Historical Anthropology
The anthropological use of history varies. Most scholars provide historical backgrounds to their ethnographies. Others use documents and oral histories to supplement them. Still others construct historical arguments to situate their analyses of the present. In his overview of late imperial society and its response to change, and in his focus on the competence of ordinary villagers in communities held together by a matrix of family, kinship, economic management, rituals, education, and political imagination, Cohen uses all three aspects of the historical method. His introduction to Arthur Smith's Village China, and the two essays on the fate of Chinese cultural identity in the twentieth century, portray a composite picture of the cultural resourcefulness of villagers.

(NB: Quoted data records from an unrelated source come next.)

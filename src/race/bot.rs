//! Bot speed control.
//!
//! Each bot car carries a relative-speed mode (slower/equal/faster than the
//! difficulty baseline). For the first ten simulated seconds bots ramp up
//! smoothly toward their mode's band; after that, modes are re-rolled every
//! three seconds and the speed is snapped to a freshly sampled target within
//! the band on every tick, so bot speeds jitter inside the band between mode
//! changes.

use glam::Vec2;
use rand::rngs::StdRng;
use rand::{Rng, SeedableRng};
use serde::{Deserialize, Serialize};
use std::ops::Range;
use tracing::debug;

use super::car::Car;

/// Duration of the initial smooth acceleration window, in seconds.
pub const RAMP_SECONDS: f32 = 10.0;
/// Interval between bot mode re-rolls, in seconds.
pub const MODE_CHANGE_INTERVAL: f32 = 3.0;
/// Range bot spawn speeds are sampled from.
const SPAWN_SPEED_RANGE: Range<i32> = 20..101;
/// Lane y-offsets for the bot cars, in creation order.
const BOT_LANES: [f32; 2] = [340.0, 140.0];

/// Bot difficulty level, selecting the target-speed table.
#[derive(Debug, Clone, Copy, PartialEq, Eq, Default, Serialize, Deserialize)]
#[serde(rename_all = "lowercase")]
pub enum BotDifficulty {
    Easy,
    #[default]
    Medium,
    Hard,
}

impl std::fmt::Display for BotDifficulty {
    fn fmt(&self, f: &mut std::fmt::Formatter<'_>) -> std::fmt::Result {
        match self {
            BotDifficulty::Easy => write!(f, "easy"),
            BotDifficulty::Medium => write!(f, "medium"),
            BotDifficulty::Hard => write!(f, "hard"),
        }
    }
}

/// A bot's current speed bracket relative to the difficulty baseline.
#[derive(Debug, Clone, Copy, PartialEq, Eq)]
pub enum BotMode {
    Slower,
    Equal,
    Faster,
}

/// Drives the speed of every bot car in the race.
#[derive(Debug)]
pub struct BotController {
    difficulty: BotDifficulty,
    /// One mode per bot car, parallel to the bot car slice.
    modes: Vec<BotMode>,
    /// Simulated seconds since the controller was created.
    elapsed: f32,
    /// Simulated time of the last mode re-roll.
    last_mode_change: f32,
    rng: StdRng,
}

impl BotController {
    /// Create a controller for `player_count` total racers (1-3); every
    /// racer beyond the player is a bot.
    pub fn new(player_count: u32, difficulty: BotDifficulty) -> Self {
        let bot_count = player_count.saturating_sub(1).min(BOT_LANES.len() as u32);

        Self {
            difficulty,
            modes: vec![BotMode::Slower; bot_count as usize],
            elapsed: 0.0,
            last_mode_change: 0.0,
            rng: StdRng::from_entropy(),
        }
    }

    /// Number of bot cars this controller drives.
    pub fn bot_count(&self) -> usize {
        self.modes.len()
    }

    /// Current mode of each bot, in creation order.
    pub fn modes(&self) -> &[BotMode] {
        &self.modes
    }

    /// The target-speed band for a difficulty/mode pair (half-open).
    pub fn speed_range(difficulty: BotDifficulty, mode: BotMode) -> Range<i32> {
        match difficulty {
            BotDifficulty::Easy => match mode {
                BotMode::Slower => 150..199,
                BotMode::Equal => 200..249,
                BotMode::Faster => 250..299,
            },
            BotDifficulty::Medium => match mode {
                BotMode::Slower => 200..249,
                BotMode::Equal => 250..299,
                BotMode::Faster => 300..349,
            },
            BotDifficulty::Hard => match mode {
                BotMode::Slower => 250..299,
                BotMode::Equal => 300..349,
                BotMode::Faster => 350..400,
            },
        }
    }

    /// Create the bot cars at their lane positions with a random spawn speed.
    pub fn spawn_cars(&mut self) -> Vec<Car> {
        let mut cars = Vec::with_capacity(self.bot_count());

        for lane in BOT_LANES.iter().take(self.bot_count()) {
            let mut car = Car::new(Vec2::new(0.0, *lane));
            car.set_speed(self.rng.gen_range(SPAWN_SPEED_RANGE) as f32);
            cars.push(car);
        }

        cars
    }

    /// Sample a target speed for the given mode from the difficulty table.
    pub fn sample_target_speed(&mut self, mode: BotMode) -> f32 {
        self.rng.gen_range(Self::speed_range(self.difficulty, mode)) as f32
    }

    /// Advance the bots by one tick. `bot_cars` must be the bot cars in
    /// creation order, without the player car.
    pub fn update(&mut self, dt: f32, bot_cars: &mut [Car]) {
        self.elapsed += dt;

        if self.elapsed < RAMP_SECONDS {
            // Ramp window: interpolate toward a per-tick sampled target.
            for (i, car) in bot_cars.iter_mut().enumerate() {
                let target = self.sample_target_speed(self.modes[i]);
                let acceleration = (target - car.speed()) / RAMP_SECONDS;
                car.set_speed(car.speed() + acceleration * dt);
            }
            return;
        }

        if self.elapsed - self.last_mode_change > MODE_CHANGE_INTERVAL {
            for i in 0..self.modes.len() {
                self.modes[i] = self.random_mode();
            }
            self.last_mode_change = self.elapsed;
            debug!(modes = ?self.modes, "bot modes re-rolled");
        }

        // Snap to a fresh sample within the band every tick.
        for (i, car) in bot_cars.iter_mut().enumerate() {
            let target = self.sample_target_speed(self.modes[i]);
            car.set_speed(target);
        }
    }

    fn random_mode(&mut self) -> BotMode {
        match self.rng.gen_range(0..3) {
            0 => BotMode::Slower,
            1 => BotMode::Equal,
            _ => BotMode::Faster,
        }
    }
}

Cohen focuses on common features of being Han Chinese. Drawing from documents and fieldwork in Southern Taiwan, Sichuan, Hebei, and Jiangnan, he argues that the late imperial legacy remains strong. He sees appeals to cultural legacy, against the backdrop of a century of politically motivated antitraditionalism, as major constitutive elements of modern cultural inventions. His work thus engages with paradigms that use demographic, historical and ethnographic data to explain unity and diversity in the cultural patterns and identities of late imperial and modern China, linking localities with institutions beyond (Fei, Hsu, Freedman, Ward, Skinner, Wolf, Watson, Faure, Crossley, Siu and Sutton, Shepherd).1 By highlighting how the shared cultural features incorporated "a cosmic vision" (p. 8) that extended not only beyond local community, but also to heaven and the underworld, Cohen joins the above scholars in appreciating the historically layered, translocal mappings of village life, in material means and cultural imaginations. It was an ironic historical twist, Cohen rightly asserts, that urban-based nationalist elites rejected such...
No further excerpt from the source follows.